# Task to carry out:
Only the lines from the one containing "flags for textures." through the one containing "the front end." should be printed, exactly as they appear below, with both ends included.

# Data for processing:
------
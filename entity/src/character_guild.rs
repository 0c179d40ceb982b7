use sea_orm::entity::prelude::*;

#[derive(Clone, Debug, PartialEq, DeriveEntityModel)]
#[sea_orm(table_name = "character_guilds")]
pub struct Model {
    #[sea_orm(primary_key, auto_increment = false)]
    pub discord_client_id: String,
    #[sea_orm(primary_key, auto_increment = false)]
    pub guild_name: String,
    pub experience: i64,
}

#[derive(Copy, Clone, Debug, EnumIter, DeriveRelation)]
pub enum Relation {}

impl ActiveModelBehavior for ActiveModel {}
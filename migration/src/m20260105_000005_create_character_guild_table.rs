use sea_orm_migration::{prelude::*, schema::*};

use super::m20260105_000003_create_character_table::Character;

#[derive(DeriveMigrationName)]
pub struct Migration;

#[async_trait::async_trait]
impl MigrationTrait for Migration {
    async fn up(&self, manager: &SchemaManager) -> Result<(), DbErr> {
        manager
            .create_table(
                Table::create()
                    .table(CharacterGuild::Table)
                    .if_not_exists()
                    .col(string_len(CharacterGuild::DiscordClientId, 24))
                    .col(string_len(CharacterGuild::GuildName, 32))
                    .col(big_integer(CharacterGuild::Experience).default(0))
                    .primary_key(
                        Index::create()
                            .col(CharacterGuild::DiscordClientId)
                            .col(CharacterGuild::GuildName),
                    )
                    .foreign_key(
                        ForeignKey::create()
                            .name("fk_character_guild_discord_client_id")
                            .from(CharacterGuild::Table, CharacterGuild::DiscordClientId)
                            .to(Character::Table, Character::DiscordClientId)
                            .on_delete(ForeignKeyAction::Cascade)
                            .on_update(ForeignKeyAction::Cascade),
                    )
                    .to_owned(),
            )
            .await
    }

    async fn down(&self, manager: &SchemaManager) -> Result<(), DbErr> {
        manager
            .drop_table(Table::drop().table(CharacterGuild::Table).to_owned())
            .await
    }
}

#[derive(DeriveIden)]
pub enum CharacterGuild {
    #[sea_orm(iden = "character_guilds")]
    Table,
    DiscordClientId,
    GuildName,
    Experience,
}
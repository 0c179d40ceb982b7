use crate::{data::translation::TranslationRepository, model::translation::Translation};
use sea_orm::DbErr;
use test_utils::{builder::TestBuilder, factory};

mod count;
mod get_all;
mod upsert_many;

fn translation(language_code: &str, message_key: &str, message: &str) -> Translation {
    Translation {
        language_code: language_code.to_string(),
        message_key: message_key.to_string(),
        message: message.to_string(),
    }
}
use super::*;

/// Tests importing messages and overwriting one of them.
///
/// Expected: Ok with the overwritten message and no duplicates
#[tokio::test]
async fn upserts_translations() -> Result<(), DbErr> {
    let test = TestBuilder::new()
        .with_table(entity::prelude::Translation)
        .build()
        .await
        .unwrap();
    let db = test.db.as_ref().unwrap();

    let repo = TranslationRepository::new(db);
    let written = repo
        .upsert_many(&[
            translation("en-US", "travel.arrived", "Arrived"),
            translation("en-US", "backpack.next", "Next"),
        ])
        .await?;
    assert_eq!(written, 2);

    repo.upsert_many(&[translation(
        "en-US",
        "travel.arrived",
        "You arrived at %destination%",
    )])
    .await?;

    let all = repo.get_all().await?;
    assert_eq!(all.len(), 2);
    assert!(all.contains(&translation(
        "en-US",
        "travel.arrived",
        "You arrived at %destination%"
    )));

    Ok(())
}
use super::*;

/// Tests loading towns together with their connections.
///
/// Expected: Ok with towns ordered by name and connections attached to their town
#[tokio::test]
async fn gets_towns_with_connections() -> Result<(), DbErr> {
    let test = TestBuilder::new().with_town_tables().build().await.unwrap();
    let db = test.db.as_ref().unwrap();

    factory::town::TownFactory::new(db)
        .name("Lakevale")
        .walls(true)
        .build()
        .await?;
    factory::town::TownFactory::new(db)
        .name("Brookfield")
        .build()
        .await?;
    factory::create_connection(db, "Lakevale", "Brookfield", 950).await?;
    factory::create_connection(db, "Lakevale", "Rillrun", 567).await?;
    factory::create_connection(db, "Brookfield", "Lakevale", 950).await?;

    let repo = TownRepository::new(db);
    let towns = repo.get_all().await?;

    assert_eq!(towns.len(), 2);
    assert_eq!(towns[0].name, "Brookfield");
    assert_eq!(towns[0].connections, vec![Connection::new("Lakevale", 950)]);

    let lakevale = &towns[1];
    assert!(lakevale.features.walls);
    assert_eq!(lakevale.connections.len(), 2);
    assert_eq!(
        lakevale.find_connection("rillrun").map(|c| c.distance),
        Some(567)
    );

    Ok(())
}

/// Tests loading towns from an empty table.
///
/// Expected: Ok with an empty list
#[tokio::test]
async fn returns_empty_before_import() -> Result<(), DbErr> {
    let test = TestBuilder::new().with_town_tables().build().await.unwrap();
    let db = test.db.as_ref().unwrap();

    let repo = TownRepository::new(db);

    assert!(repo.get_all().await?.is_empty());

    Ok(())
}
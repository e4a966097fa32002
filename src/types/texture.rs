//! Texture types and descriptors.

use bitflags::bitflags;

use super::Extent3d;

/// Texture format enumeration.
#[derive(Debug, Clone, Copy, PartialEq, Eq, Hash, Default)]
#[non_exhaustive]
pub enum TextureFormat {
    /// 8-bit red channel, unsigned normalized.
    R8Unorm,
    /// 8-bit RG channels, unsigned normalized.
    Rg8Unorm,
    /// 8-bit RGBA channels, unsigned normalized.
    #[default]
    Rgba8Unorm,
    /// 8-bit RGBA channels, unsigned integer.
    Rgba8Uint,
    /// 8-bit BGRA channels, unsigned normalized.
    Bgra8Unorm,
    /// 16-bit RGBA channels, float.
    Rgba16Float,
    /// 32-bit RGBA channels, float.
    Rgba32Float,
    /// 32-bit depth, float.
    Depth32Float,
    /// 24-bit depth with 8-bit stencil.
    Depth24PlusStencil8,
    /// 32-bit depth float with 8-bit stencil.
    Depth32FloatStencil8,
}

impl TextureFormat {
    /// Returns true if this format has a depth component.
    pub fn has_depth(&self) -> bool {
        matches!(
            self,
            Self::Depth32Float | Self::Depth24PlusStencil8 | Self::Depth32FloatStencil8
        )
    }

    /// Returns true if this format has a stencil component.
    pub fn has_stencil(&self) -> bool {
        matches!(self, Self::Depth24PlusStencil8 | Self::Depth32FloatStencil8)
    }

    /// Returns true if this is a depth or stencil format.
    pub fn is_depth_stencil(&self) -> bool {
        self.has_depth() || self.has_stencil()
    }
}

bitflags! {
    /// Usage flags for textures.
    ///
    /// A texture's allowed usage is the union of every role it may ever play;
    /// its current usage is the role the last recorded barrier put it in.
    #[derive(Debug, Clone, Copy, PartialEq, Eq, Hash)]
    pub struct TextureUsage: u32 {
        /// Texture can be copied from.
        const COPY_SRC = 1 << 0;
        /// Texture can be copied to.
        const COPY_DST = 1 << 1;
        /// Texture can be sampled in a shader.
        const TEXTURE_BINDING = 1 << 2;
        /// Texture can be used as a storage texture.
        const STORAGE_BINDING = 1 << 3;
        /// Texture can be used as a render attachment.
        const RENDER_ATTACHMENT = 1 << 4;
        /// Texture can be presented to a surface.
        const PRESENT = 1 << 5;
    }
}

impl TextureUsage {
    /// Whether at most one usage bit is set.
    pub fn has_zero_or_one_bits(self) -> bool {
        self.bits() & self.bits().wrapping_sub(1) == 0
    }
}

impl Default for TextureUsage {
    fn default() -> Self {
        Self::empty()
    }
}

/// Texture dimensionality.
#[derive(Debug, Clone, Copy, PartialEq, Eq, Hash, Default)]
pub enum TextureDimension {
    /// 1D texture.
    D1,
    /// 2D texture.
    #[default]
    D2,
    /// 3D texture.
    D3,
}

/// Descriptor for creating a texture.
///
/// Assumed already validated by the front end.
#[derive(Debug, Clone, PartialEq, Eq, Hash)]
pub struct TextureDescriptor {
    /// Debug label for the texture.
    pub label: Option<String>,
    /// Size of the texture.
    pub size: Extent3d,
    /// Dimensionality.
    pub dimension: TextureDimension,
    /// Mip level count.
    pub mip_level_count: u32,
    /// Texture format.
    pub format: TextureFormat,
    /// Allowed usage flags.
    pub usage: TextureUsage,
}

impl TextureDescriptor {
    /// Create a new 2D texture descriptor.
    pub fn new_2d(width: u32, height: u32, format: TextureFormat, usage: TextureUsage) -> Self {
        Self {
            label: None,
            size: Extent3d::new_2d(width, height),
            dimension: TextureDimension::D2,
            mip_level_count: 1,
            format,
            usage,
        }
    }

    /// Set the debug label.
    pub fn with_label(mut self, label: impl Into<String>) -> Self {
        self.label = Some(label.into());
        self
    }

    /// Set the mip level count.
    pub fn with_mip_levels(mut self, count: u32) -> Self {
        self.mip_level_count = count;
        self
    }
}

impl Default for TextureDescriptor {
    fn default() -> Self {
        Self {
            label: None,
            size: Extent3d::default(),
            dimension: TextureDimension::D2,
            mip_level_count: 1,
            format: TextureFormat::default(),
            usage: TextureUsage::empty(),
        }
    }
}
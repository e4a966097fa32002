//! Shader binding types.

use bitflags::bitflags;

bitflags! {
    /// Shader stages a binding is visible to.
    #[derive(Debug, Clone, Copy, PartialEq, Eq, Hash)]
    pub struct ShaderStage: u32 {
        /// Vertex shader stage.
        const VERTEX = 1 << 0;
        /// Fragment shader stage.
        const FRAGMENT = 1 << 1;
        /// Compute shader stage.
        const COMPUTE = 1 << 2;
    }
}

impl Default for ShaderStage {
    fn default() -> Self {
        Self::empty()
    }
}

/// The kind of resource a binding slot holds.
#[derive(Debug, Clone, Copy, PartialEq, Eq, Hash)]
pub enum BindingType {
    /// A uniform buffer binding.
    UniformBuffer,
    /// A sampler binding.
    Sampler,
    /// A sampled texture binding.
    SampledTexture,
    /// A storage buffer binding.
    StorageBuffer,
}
------
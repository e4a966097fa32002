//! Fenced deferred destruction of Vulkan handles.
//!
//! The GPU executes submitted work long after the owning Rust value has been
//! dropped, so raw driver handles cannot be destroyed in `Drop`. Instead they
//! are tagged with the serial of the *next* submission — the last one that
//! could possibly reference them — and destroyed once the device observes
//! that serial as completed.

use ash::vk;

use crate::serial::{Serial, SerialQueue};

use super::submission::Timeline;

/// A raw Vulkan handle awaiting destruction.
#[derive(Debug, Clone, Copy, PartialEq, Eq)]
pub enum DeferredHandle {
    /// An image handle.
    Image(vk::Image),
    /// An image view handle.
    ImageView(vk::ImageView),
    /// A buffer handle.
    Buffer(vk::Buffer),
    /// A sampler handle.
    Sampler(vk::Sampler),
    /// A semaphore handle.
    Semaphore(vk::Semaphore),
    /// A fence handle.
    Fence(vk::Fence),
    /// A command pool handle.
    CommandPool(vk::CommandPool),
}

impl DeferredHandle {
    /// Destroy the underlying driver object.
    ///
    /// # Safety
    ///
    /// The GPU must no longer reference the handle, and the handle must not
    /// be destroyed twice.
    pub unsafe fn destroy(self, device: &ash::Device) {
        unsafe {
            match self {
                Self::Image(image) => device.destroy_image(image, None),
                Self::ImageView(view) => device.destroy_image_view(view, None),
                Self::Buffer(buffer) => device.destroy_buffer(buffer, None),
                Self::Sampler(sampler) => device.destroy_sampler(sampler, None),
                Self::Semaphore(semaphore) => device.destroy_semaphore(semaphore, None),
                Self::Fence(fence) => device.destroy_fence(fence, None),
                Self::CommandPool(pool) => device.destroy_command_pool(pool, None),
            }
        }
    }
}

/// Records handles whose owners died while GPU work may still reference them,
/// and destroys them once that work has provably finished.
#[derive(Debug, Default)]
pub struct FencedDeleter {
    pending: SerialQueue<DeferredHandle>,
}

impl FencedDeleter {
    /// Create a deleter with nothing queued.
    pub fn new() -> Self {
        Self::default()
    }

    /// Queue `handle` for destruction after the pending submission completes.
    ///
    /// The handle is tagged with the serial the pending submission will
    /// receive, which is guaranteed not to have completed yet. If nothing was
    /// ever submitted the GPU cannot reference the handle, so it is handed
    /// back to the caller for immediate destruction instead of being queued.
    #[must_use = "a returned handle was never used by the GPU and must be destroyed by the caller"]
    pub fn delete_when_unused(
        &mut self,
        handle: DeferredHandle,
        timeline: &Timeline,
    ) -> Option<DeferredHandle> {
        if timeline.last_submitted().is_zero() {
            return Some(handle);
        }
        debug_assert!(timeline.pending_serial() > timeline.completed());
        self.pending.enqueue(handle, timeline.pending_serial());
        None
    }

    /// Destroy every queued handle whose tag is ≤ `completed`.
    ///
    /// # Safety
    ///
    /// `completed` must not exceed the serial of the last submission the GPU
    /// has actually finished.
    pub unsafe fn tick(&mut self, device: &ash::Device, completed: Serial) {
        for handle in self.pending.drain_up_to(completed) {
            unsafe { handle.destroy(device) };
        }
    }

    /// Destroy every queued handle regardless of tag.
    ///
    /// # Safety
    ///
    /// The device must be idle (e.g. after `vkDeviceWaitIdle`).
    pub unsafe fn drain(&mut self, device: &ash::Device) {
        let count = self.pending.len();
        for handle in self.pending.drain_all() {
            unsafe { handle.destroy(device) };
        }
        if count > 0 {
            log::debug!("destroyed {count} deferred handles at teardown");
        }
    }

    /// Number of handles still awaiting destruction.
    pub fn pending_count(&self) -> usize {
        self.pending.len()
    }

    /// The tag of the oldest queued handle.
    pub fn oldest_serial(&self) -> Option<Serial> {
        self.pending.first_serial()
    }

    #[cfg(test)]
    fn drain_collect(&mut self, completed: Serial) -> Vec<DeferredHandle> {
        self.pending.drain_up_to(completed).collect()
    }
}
------
# Reply:
    /// Usage flags for textures.
    ///
    /// A texture's allowed usage is the union of every role it may ever play;
    /// its current usage is the role the last recorded barrier put it in.
    #[derive(Debug, Clone, Copy, PartialEq, Eq, Hash)]
    pub struct TextureUsage: u32 {
        /// Texture can be copied from.
        const COPY_SRC = 1 << 0;
        /// Texture can be copied to.
        const COPY_DST = 1 << 1;
        /// Texture can be sampled in a shader.
        const TEXTURE_BINDING = 1 << 2;
        /// Texture can be used as a storage texture.
        const STORAGE_BINDING = 1 << 3;
        /// Texture can be used as a render attachment.
        const RENDER_ATTACHMENT = 1 << 4;
        /// Texture can be presented to a surface.
        const PRESENT = 1 << 5;
    }
}

impl TextureUsage {
    /// Whether at most one usage bit is set.
    pub fn has_zero_or_one_bits(self) -> bool {
        self.bits() & self.bits().wrapping_sub(1) == 0
    }
}

impl Default for TextureUsage {
    fn default() -> Self {
        Self::empty()
    }
}

/// Texture dimensionality.
#[derive(Debug, Clone, Copy, PartialEq, Eq, Hash, Default)]
pub enum TextureDimension {
    /// 1D texture.
    D1,
    /// 2D texture.
    #[default]
    D2,
    /// 3D texture.
    D3,
}

/// Descriptor for creating a texture.
///
/// Assumed already validated by the front end.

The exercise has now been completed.